Working full time you won't be able to do this so much.  I feel that if financially one can step out of the work environment then there could be so many pluses - ime for self, time for exercise, time for physxiotherapy, time o enjoy walk amongst automn leavs.

Have just noted that your post was on 8th October - maybe you are closer to making your decisions?!

 

Go well and carefully

 

A


#8

Hi Aberwells,

The Galileo is manufactured by Novotec GmbH and Vikki my therapst is a distributer.  She uses the Galileo for proffessionals.  She tailors the programmes for each individual and responds to how we are feeling at the time.  She mixes yoga,pilates and deep tissue massage.  She explains the purpose of each movement and I am much more in tune with my body now.

This isn't a cure but it builds strength and power, helping with balance and your state of mind.
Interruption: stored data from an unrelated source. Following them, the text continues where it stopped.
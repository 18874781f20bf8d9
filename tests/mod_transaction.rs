mod common;

use common::{PEOPLE, Person, saved, server};
use docbridge::driver::memory::OpKind;
use docbridge::driver::{DriverError, ReadConcern, ReadPreference, WriteConcern};
use docbridge::{Context, DbError, ErrorKind, Expression, MemoryDriver, PersistentObject, Server};
use std::panic::{AssertUnwindSafe, catch_unwind};
use std::time::Duration;

#[test]
fn committed_writes_become_visible() {
    let (driver, server) = server();
    let ctx = Context::background();
    let ids = server
        .with_transaction(&ctx, |session| {
            assert!(session.is_transactional());
            let people = session.collection(PEOPLE);
            let mut a = Person::new("Alice", 30);
            let mut b = Person::new("Bob", 25);
            people.save(&mut a, "tx")?;
            people.save(&mut b, "tx")?;
            assert_eq!(people.count(&Expression::all())?, 2);
            assert!(driver.snapshot(PEOPLE).is_empty());
            Ok((a.id, b.id))
        })
        .unwrap();

    assert_eq!(driver.snapshot(PEOPLE).len(), 2);
    let people = server.new_session(ctx).collection(PEOPLE);
    let loaded: Person = people.load(&Expression::equal("_id", ids.0), &[]).unwrap();
    assert_eq!(loaded.name, "Alice");
    assert_eq!(driver.op_count(OpKind::Commit), 1);
    assert_eq!(driver.op_count(OpKind::Abort), 0);
}

#[test]
fn callback_error_aborts_and_is_returned_unchanged() {
    let (driver, server) = server();
    let ctx = Context::background();
    let err = server
        .with_transaction(&ctx, |session| -> docbridge::Result<()> {
            let mut a = Person::new("Alice", 30);
            session.collection(PEOPLE).save(&mut a, "tx")?;
            Err(DbError::bad_request("caller", "validation failed"))
        })
        .unwrap_err();

    assert_eq!(err.kind(), ErrorKind::BadRequest);
    assert_eq!(err.location(), "caller");
    assert!(driver.snapshot(PEOPLE).is_empty());
    assert_eq!(driver.op_count(OpKind::Abort), 1);
    assert_eq!(driver.op_count(OpKind::Commit), 0);
}

#[test]
fn transactional_session_options() {
    let driver = MemoryDriver::new("test");
    let server = Server::new(driver.clone()).with_max_commit_time(Some(Duration::from_secs(60)));
    server.with_transaction(&Context::background(), |_| Ok(())).unwrap();

    let options = driver.last_session_options().unwrap();
    assert!(options.causal_consistency);
    let txn = options.default_transaction_options;
    assert_eq!(txn.read_concern, ReadConcern::Majority);
    assert_eq!(txn.write_concern, WriteConcern::Majority);
    assert_eq!(txn.read_preference, ReadPreference::Primary);
    assert_eq!(txn.max_commit_time, Some(Duration::from_secs(60)));
}

#[test]
fn session_start_failure() {
    let (driver, server) = server();
    driver.fail_next(OpKind::StartSession, DriverError::Disconnected);
    let mut ran = false;
    let err = server
        .with_transaction(&Context::background(), |_| {
            ran = true;
            Ok(())
        })
        .unwrap_err();
    assert!(!ran);
    assert_eq!(err.kind(), ErrorKind::Internal);
    assert!(err.to_string().contains("unable to start database session"));
}

#[test]
fn transaction_start_failure_ends_session_without_running() {
    let (driver, server) = server();
    driver.fail_next(OpKind::StartTransaction, DriverError::Disconnected);
    let err = server.with_transaction(&Context::background(), |_| Ok(())).unwrap_err();
    assert!(err.to_string().contains("unable to start transaction"));
    assert_eq!(driver.op_count(OpKind::Abort), 0);
}

#[test]
fn commit_conflict_is_internal_and_discards_writes() {
    let (driver, server) = server();
    saved(&server, &[("Alice", 30)]);
    let outside = server.new_session(Context::background()).collection(PEOPLE);

    let err = server
        .with_transaction(&Context::background(), |session| {
            let mut b = Person::new("Bob", 25);
            session.collection(PEOPLE).save(&mut b, "tx")?;
            let mut c = Person::new("Carol", 41);
            outside.save(&mut c, "concurrent")?;
            Ok(())
        })
        .unwrap_err();

    assert_eq!(err.kind(), ErrorKind::Internal);
    assert!(err.details().iter().any(|d| d == "transient: true"));
    assert!(err.driver_error().is_some_and(DriverError::is_transient));
    let names: Vec<String> = driver
        .snapshot(PEOPLE)
        .iter()
        .map(|d| d.get_str("name").unwrap().to_string())
        .collect();
    assert_eq!(names, ["Alice", "Carol"]);
}

#[test]
fn collection_outliving_transaction_is_refused() {
    let (driver, server) = server();
    let ctx = Context::background();
    let escaped = server.with_transaction(&ctx, |session| Ok(session.collection(PEOPLE))).unwrap();

    let mut late = Person::new("Late", 1);
    let err = escaped.save(&mut late, "after commit").unwrap_err();
    assert_eq!(err.kind(), ErrorKind::Internal);
    assert!(matches!(err.driver_error(), Some(DriverError::Transaction { transient: false, .. })));
    assert!(late.is_new());
    assert!(escaped.count(&Expression::all()).is_err());
    assert!(driver.snapshot(PEOPLE).is_empty());
}

#[test]
fn panic_in_callback_still_ends_session() {
    let (driver, server) = server();
    let result = catch_unwind(AssertUnwindSafe(|| {
        server.with_transaction(&Context::background(), |session| -> docbridge::Result<()> {
            let mut a = Person::new("Alice", 30);
            session.collection(PEOPLE).save(&mut a, "tx")?;
            panic!("boom");
        })
    }));
    assert!(result.is_err());
    assert_eq!(driver.op_count(OpKind::Abort), 1);
    assert!(driver.snapshot(PEOPLE).is_empty());
}

#[test]
fn session_close_disconnects_and_logs_failures() {
    let (driver, server) = server();
    let session = server.new_session(Context::background());
    driver.fail_next(OpKind::Disconnect, DriverError::Command { code: 1, message: "nope".into() });
    session.close();
    assert!(driver.is_connected());
    session.close();
    assert!(!driver.is_connected());

    let err = session.collection(PEOPLE).count(&Expression::all()).unwrap_err();
    assert_eq!(err.driver_error(), Some(&DriverError::Disconnected));
}
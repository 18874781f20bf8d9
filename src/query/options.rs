use crate::driver::{Collation, CollationStrength, FindOneOptions, FindOptions};
use bson::Document;
use serde::{Deserialize, Serialize};
use std::fmt;

#[derive(Debug, Clone, Copy, PartialEq, Eq, Serialize, Deserialize)]
pub enum SortDirection {
    Ascending,
    Descending,
}

impl SortDirection {
    /// Native encoding: `1` ascending, `-1` descending.
    #[must_use]
    pub const fn as_i32(self) -> i32 {
        match self {
            Self::Ascending => 1,
            Self::Descending => -1,
        }
    }
}

impl From<&str> for SortDirection {
    /// `"desc"`/`"descending"` (any case) is descending; everything else ascending.
    fn from(name: &str) -> Self {
        match name.trim().to_ascii_lowercase().as_str() {
            "desc" | "descending" | "-1" => Self::Descending,
            _ => Self::Ascending,
        }
    }
}

/// Generic query options.
#[derive(Debug, Clone, PartialEq, Eq, Serialize, Deserialize)]
#[serde(rename_all = "camelCase")]
pub enum QueryOption {
    FirstRow,
    MaxRows(i64),
    Fields(Vec<String>),
    Sort { field: String, direction: SortDirection },
    CaseSensitive(bool),
}

impl QueryOption {
    #[must_use]
    pub const fn first_row() -> Self {
        Self::FirstRow
    }

    #[must_use]
    pub const fn max_rows(n: i64) -> Self {
        Self::MaxRows(n)
    }

    pub fn fields<I, S>(fields: I) -> Self
    where
        I: IntoIterator<Item = S>,
        S: Into<String>,
    {
        Self::Fields(fields.into_iter().map(Into::into).collect())
    }

    pub fn sort_asc(field: impl Into<String>) -> Self {
        Self::Sort { field: field.into(), direction: SortDirection::Ascending }
    }

    pub fn sort_desc(field: impl Into<String>) -> Self {
        Self::Sort { field: field.into(), direction: SortDirection::Descending }
    }

    #[must_use]
    pub const fn case_sensitive(sensitive: bool) -> Self {
        Self::CaseSensitive(sensitive)
    }
}

impl fmt::Display for QueryOption {
    fn fmt(&self, f: &mut fmt::Formatter<'_>) -> fmt::Result {
        match self {
            Self::FirstRow => f.write_str("first-row"),
            Self::MaxRows(n) => write!(f, "max-rows({n})"),
            Self::Fields(fields) => write!(f, "fields({})", fields.join(",")),
            Self::Sort { field, direction } => write!(f, "sort({field} {})", direction.as_i32()),
            Self::CaseSensitive(b) => write!(f, "case-sensitive({b})"),
        }
    }
}

/// Renders an option list for error details and logs.
#[must_use]
pub fn describe(options: &[QueryOption]) -> String {
    let parts: Vec<String> = options.iter().map(ToString::to_string).collect();
    format!("options: [{}]", parts.join(", "))
}

/// Native options for a multi-document find; `None` when `options` is empty.
///
/// Options apply in encounter order, later ones of the same kind overwriting earlier ones.
/// `FirstRow` is the exception: once present the limit is 1 whatever `MaxRows` says.
#[must_use]
pub fn to_multi_options(options: &[QueryOption]) -> Option<FindOptions> {
    if options.is_empty() {
        return None;
    }
    let mut out = FindOptions::default();
    let mut first_row = false;
    for option in options {
        match option {
            QueryOption::FirstRow => first_row = true,
            QueryOption::MaxRows(n) => {
                if *n > 0 {
                    out.limit = Some(*n);
                }
            }
            QueryOption::Fields(fields) => out.projection = Some(projection(fields)),
            QueryOption::Sort { field, direction } => {
                let mut sort = Document::new();
                sort.insert(field.as_str(), direction.as_i32());
                out.sort = Some(sort);
            }
            QueryOption::CaseSensitive(sensitive) => out.collation = Some(collation(*sensitive)),
        }
    }
    if first_row {
        out.limit = Some(1);
    }
    Some(out)
}

/// Native options for a single-document find; `None` when `options` is empty.
/// Row limits and sorting mean nothing for a single result and are ignored.
#[must_use]
pub fn to_single_options(options: &[QueryOption]) -> Option<FindOneOptions> {
    if options.is_empty() {
        return None;
    }
    let mut out = FindOneOptions::default();
    for option in options {
        match option {
            QueryOption::Fields(fields) => out.projection = Some(projection(fields)),
            QueryOption::CaseSensitive(sensitive) => out.collation = Some(collation(*sensitive)),
            QueryOption::FirstRow | QueryOption::MaxRows(_) | QueryOption::Sort { .. } => {}
        }
    }
    Some(out)
}

fn projection(fields: &[String]) -> Document {
    let mut out = Document::new();
    for field in fields.iter().filter(|f| !f.is_empty()) {
        out.insert(field.as_str(), 1);
    }
    out
}

fn collation(case_sensitive: bool) -> Collation {
    if case_sensitive {
        Collation::new(CollationStrength::Tertiary)
    } else {
        Collation::new(CollationStrength::Secondary)
    }
}

#[cfg(test)]
mod tests {
    use super::*;
    use bson::doc;

    #[test]
    fn empty_options_yield_none() {
        assert!(to_multi_options(&[]).is_none());
        assert!(to_single_options(&[]).is_none());
    }

    #[test]
    fn non_positive_max_rows_sets_no_limit() {
        assert_eq!(to_multi_options(&[QueryOption::max_rows(0)]).unwrap().limit, None);
        assert_eq!(to_multi_options(&[QueryOption::max_rows(-5)]).unwrap().limit, None);
        assert_eq!(to_multi_options(&[QueryOption::max_rows(25)]).unwrap().limit, Some(25));
    }

    #[test]
    fn first_row_wins_regardless_of_order() {
        let before = to_multi_options(&[QueryOption::first_row(), QueryOption::max_rows(10)]).unwrap();
        let after = to_multi_options(&[QueryOption::max_rows(10), QueryOption::first_row()]).unwrap();
        assert_eq!(before.limit, Some(1));
        assert_eq!(after.limit, Some(1));
    }

    #[test]
    fn projection_skips_blank_names() {
        let out = to_multi_options(&[QueryOption::fields(["name", "", "age"])]).unwrap();
        assert_eq!(out.projection, Some(doc! { "name": 1, "age": 1 }));
    }

    #[test]
    fn later_sort_overwrites_earlier() {
        let out = to_multi_options(&[QueryOption::sort_asc("a"), QueryOption::sort_desc("b")]).unwrap();
        assert_eq!(out.sort, Some(doc! { "b": -1 }));
    }

    #[test]
    fn collation_strength_follows_case_sensitivity() {
        let sensitive = to_multi_options(&[QueryOption::case_sensitive(true)]).unwrap();
        let insensitive = to_single_options(&[QueryOption::case_sensitive(false)]).unwrap();
        assert_eq!(sensitive.collation.unwrap().strength.level(), 3);
        let c = insensitive.collation.unwrap();
        assert_eq!(c.strength.level(), 2);
        assert_eq!(c.locale, "en");
    }

    #[test]
    fn single_options_ignore_limits_and_sort() {
        let out = to_single_options(&[
            QueryOption::first_row(),
            QueryOption::sort_desc("a"),
            QueryOption::fields(["a"]),
        ])
        .unwrap();
        assert_eq!(out, FindOneOptions { projection: Some(doc! { "a": 1 }), collation: None });
    }

    #[test]
    fn sort_direction_parsing() {
        assert_eq!(SortDirection::from("DESC"), SortDirection::Descending);
        assert_eq!(SortDirection::from("up"), SortDirection::Ascending);
    }
}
The home machines are  expensive and I would love to have one but as I don't do the lottery its just a dream.  Their is no substitute for someone who genuinly wants to help  and is good at what she does, so in finding someone like Vikki I count myself lucky.  Everyone living with PD should have access to this type f therapy.

Best wishes

JUJU


#9
I'm new to all this ...I have been dx with tremor predominantly ..no other symptoms ..will I get ful blown symptoms in time ..I'm so confused

#10

Hi hazewell,

like you I'm new to this and have been diagnosed only recently. I'm finding things a bit confusing but I'm trying to keep a positive attitude and not let things get to me. The medication Sinemet is making me feel tired but I'll keep at it for a while longer before I see my gp. I keep telling myself I may have PD but PD hasn't got me 


#11
Hi Hazewell and windy1949, As most people will tell you on the forum, it's hard to say who will get what symptoms and when. I find we all have similar symptoms but not at the same time. Concentrate on today and cope with that and not what might be. Some other threads on forum give good tips on trying to keep symptoms at bay. It's not always easy but all on here want to help.

#12

I totally agree with Divine R.  I try to live in the moment and concentrate on staying the best i can be to help me deal with the symptoms.  Eating healthily and trying to keep joints moving helps me, just taking control and dealing positively with my body.  I have bad days but sharing my fears with others who understand makes the difference.  


#13

Thanks JUJU and DevineR

Thanks for your replies, no doubt I will be looking for others thoughts regarding things that come up in the future and it's good to know I'm not on my own.

once I get past the initial emotions things I hope will be a lot clearer. Stay positive.